Work order:
Every line containing the string "Deserialize" is to be copied from the records.
··· Supplied material ···
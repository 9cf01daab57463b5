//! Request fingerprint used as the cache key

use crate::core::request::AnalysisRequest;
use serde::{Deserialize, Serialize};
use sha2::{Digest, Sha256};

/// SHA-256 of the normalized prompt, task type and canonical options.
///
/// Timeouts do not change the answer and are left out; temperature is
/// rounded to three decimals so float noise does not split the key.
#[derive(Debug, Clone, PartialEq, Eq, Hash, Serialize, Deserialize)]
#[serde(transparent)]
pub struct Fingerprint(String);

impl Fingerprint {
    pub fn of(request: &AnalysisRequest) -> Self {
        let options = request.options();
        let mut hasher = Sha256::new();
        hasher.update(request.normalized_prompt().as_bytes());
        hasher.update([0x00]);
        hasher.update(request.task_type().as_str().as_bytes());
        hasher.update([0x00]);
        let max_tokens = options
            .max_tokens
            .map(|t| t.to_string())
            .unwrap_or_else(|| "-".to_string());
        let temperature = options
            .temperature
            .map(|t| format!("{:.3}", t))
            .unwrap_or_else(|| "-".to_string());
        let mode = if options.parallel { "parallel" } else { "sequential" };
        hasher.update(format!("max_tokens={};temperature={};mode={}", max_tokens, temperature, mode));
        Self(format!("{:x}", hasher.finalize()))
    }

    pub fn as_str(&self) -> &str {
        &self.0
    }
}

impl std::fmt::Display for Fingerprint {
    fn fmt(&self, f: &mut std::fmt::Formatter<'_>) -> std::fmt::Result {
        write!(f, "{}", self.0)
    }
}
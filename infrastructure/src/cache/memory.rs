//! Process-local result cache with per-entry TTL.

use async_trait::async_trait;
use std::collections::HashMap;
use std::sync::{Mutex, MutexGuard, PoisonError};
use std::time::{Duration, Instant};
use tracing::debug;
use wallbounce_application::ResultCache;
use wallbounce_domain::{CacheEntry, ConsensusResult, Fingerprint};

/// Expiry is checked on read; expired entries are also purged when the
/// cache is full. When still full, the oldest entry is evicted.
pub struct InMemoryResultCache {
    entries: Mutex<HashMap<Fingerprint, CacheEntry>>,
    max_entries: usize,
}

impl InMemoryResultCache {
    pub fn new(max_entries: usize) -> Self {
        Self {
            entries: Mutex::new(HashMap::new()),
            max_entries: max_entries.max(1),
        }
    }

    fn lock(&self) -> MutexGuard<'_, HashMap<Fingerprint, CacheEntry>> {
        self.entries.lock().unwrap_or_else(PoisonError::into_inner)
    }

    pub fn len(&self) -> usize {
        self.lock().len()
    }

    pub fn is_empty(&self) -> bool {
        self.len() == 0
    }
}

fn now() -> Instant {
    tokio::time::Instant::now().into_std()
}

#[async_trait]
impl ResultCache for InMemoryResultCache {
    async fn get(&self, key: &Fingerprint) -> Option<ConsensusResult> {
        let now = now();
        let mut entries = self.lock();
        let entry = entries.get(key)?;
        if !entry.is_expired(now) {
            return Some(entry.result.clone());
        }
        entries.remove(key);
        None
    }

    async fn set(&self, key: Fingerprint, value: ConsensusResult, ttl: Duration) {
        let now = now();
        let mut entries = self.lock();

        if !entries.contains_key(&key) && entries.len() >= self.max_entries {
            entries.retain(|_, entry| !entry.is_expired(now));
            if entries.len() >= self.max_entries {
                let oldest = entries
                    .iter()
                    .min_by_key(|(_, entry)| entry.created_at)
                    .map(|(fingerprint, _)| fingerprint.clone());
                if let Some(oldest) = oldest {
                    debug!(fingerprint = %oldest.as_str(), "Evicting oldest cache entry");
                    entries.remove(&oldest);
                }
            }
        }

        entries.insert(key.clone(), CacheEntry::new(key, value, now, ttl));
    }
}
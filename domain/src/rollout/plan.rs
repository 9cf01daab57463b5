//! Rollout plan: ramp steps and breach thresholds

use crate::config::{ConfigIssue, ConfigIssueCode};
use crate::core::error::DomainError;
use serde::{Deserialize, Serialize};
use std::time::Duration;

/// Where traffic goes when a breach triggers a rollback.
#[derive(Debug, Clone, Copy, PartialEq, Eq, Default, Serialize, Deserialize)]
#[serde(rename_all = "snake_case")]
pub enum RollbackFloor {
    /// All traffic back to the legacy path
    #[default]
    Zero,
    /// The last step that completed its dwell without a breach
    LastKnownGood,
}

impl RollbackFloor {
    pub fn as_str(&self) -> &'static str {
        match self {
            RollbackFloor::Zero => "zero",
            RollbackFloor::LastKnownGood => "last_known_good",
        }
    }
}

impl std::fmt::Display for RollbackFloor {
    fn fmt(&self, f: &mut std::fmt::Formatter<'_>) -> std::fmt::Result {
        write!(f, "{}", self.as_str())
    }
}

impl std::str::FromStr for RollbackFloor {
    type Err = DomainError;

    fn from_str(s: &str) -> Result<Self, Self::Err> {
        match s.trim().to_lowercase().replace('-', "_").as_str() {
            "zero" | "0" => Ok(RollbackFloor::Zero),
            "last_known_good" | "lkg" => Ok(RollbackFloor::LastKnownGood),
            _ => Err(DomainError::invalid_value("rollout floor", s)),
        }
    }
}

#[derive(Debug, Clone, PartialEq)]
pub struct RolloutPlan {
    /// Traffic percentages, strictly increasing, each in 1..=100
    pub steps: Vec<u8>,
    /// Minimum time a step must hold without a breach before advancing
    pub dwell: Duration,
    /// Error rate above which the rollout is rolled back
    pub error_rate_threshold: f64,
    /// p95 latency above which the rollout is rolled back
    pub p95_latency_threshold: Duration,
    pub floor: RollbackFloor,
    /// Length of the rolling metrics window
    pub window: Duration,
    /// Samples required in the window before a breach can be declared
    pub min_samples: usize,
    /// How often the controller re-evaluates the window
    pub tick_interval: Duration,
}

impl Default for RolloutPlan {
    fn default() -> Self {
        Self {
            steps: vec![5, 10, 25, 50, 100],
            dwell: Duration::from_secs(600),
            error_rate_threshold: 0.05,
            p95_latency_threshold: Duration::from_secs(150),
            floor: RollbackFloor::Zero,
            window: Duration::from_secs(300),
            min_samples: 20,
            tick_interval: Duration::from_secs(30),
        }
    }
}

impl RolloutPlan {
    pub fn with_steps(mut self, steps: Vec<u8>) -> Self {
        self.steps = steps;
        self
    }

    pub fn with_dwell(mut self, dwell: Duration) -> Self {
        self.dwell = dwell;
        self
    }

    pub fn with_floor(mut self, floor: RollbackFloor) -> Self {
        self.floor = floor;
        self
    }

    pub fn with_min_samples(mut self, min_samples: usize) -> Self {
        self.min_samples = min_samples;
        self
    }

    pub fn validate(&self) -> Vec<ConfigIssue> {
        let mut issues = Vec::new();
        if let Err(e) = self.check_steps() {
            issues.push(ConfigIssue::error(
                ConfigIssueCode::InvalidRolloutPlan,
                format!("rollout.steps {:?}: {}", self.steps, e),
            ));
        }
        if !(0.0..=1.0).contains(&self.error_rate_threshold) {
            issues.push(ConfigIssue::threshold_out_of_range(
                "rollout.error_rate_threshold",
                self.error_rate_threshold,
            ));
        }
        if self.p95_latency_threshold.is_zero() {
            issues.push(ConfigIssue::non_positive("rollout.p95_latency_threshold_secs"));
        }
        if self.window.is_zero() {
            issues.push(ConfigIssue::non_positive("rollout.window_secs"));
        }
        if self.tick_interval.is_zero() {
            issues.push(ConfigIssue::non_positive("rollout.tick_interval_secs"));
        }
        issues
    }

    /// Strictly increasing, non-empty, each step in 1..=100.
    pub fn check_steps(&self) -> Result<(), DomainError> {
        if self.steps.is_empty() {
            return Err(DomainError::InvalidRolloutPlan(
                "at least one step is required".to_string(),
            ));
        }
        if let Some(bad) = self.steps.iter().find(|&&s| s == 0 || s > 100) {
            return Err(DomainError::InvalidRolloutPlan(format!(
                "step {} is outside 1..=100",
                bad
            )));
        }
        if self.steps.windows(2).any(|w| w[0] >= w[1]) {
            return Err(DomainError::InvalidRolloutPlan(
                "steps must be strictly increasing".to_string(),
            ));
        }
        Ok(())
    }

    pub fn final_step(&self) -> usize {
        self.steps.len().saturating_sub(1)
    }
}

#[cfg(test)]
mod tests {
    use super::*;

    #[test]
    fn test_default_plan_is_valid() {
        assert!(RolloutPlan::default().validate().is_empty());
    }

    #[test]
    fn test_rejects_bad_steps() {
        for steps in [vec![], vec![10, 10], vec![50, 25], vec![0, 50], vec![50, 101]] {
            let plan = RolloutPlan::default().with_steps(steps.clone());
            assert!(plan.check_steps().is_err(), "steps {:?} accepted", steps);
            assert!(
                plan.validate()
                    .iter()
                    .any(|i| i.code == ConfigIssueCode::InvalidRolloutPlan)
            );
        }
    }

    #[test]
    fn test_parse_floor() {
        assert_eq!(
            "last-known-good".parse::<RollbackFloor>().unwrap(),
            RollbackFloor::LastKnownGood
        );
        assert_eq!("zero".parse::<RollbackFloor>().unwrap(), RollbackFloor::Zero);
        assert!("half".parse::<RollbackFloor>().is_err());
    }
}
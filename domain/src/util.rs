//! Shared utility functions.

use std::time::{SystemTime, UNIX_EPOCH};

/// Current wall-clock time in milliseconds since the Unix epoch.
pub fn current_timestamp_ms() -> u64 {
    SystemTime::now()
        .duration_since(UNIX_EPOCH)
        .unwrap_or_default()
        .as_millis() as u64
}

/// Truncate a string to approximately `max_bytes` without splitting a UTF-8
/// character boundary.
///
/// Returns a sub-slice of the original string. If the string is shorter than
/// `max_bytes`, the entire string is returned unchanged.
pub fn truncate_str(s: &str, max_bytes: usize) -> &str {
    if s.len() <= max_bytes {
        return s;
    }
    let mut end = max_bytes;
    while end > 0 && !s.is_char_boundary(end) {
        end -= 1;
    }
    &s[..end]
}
···
Solution to this task:
use serde::{Deserialize, Serialize};
#[derive(Debug, Clone, PartialEq, Eq, Hash, Serialize, Deserialize)]
use serde::{Deserialize, Serialize};
#[derive(Debug, Clone, Copy, PartialEq, Eq, Default, Serialize, Deserialize)]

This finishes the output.